Bourbon Maple Bacon Stuffed Toast
Equipment
- baking sheet with wire rack for bacon
- large skillet for pan-frying toast
- Mixing bowls
- Whisk
- small saucepan for maple bourbon glaze
Ingredients
- 8 slices thick brioche or challah bread
- 6 slices thick-cut bacon
- 4 large eggs
- 1/2 cup whole milk
- 1 tbsp vanilla extract
- 1/4 tsp ground cinnamon
- 2 tbsp unsalted butter
- 2 oz cream cheese, softened
- 1 cup pure maple syrup
- 2 tbsp bourbon
- 1 pinch fine salt
Instructions
- Preheat oven to 400°F (200°C). Arrange bacon on a wire rack over a baking tray and bake for 15 minutes until deeply crisp. Cool slightly, then finely chop.
- In a shallow bowl, whisk eggs, milk, vanilla extract, and cinnamon until smooth and fully combined.
- Mix softened cream cheese with chopped bacon until creamy and evenly blended.

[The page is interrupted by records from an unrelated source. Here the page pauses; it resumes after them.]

//! Module configuration.
//!
//! A syzygy process carries one [Config], a json object keyed by module
//! name. Each module owns the shape of its own entry and pulls it out
//! with [Config::get_module_config].

use crate::*;

/// helper transcode function
fn tc<S: serde::Serialize, D: serde::de::DeserializeOwned>(
    s: &S,
) -> SzgResult<D> {
    serde_json::from_value(
        serde_json::to_value(s).map_err(|e| SzgError::other_src("encode", e))?,
    )
    .map_err(|e| SzgError::other_src("decode", e))
}

/// Denotes a type used to configure a specific syzygy module.
///
/// Implementors should tolerate missing properties (`#[serde(default)]`)
/// since config files are edited by hand.
pub trait ModConfig:
    'static
    + Sized
    + Default
    + std::fmt::Debug
    + serde::Serialize
    + serde::de::DeserializeOwned
    + Send
    + Sync
{
}

/// Process-wide module configuration.
#[derive(Debug, Default, serde::Serialize, serde::Deserialize)]
pub struct Config(serde_json::Map<String, serde_json::Value>);

impl Config {
    /// Parse a config from json text.
    pub fn from_json_str(json: &str) -> SzgResult<Self> {
        serde_json::from_str(json)
            .map_err(|e| SzgError::other_src("invalid config json", e))
    }

    /// Write the default config of module `M` under `module_name`.
    /// Used when generating an example config file.
    pub fn add_default_module_config<M: ModConfig>(
        &mut self,
        module_name: impl Into<String>,
    ) -> SzgResult<()> {
        let module_name = module_name.into();
        if self.0.contains_key(&module_name) {
            return Err(SzgError::other(format!(
                "Refusing to overwrite conflicting module name: {module_name}"
            )));
        }
        self.0.insert(module_name, tc(&M::default())?);
        Ok(())
    }

    /// Extract the config of module `M`, or its default if the module
    /// has no entry.
    pub fn get_module_config<M: ModConfig>(
        &self,
        module_name: &str,
    ) -> SzgResult<M> {
        self.0
            .get(module_name)
            .map(tc)
            .unwrap_or_else(|| Ok(M::default()))
    }
}

#[cfg(test)]
mod test {
    use super::*;

    #[derive(Debug, serde::Serialize, serde::Deserialize, PartialEq)]
    #[serde(default, rename_all = "camelCase")]
    struct Pool {
        first_port: u16,
        block_size: u16,
    }

    impl Default for Pool {
        fn default() -> Self {
            Self {
                first_port: 4700,
                block_size: 200,
            }
        }
    }

    impl ModConfig for Pool {}

    #[test]
    fn default_written_and_read_back() {
        let mut config = Config::default();
        config.add_default_module_config::<Pool>("pool").unwrap();
        assert!(config.add_default_module_config::<Pool>("pool").is_err());

        assert_eq!(
            serde_json::json!({
                "pool": { "firstPort": 4700, "blockSize": 200 }
            }),
            serde_json::to_value(&config).unwrap()
        );
    }

    #[test]
    fn partial_entry_uses_field_defaults() {
        let config = Config::from_json_str(
            r#"{ "pool": { "blockSize": 20 }, "other": { "x": 1 } }"#,
        )
        .unwrap();

        assert_eq!(
            Pool {
                first_port: 4700,
                block_size: 20,
            },
            config.get_module_config::<Pool>("pool").unwrap(),
        );

        assert_eq!(
            Pool::default(),
            config.get_module_config::<Pool>("missing").unwrap(),
        );
    }

    #[test]
    fn malformed_json_is_an_error() {
        assert!(Config::from_json_str("[1, 2").is_err());
    }
}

- Carefully cut a pocket into each bread slice. Spoon the bacon-cream cheese mixture inside and gently press closed.
- Submerge each stuffed slice in the custard, turning to coat all sides evenly.
- Melt butter in a non-stick skillet over medium heat. Cook each slice for 3–4 minutes per side until golden brown and heated through.
- Warm maple syrup, bourbon, vanilla extract, and salt in a small saucepan over low heat for about 2 minutes, stirring gently.
- Plate the toast and drizzle generously with warm maple bourbon glaze. Serve immediately.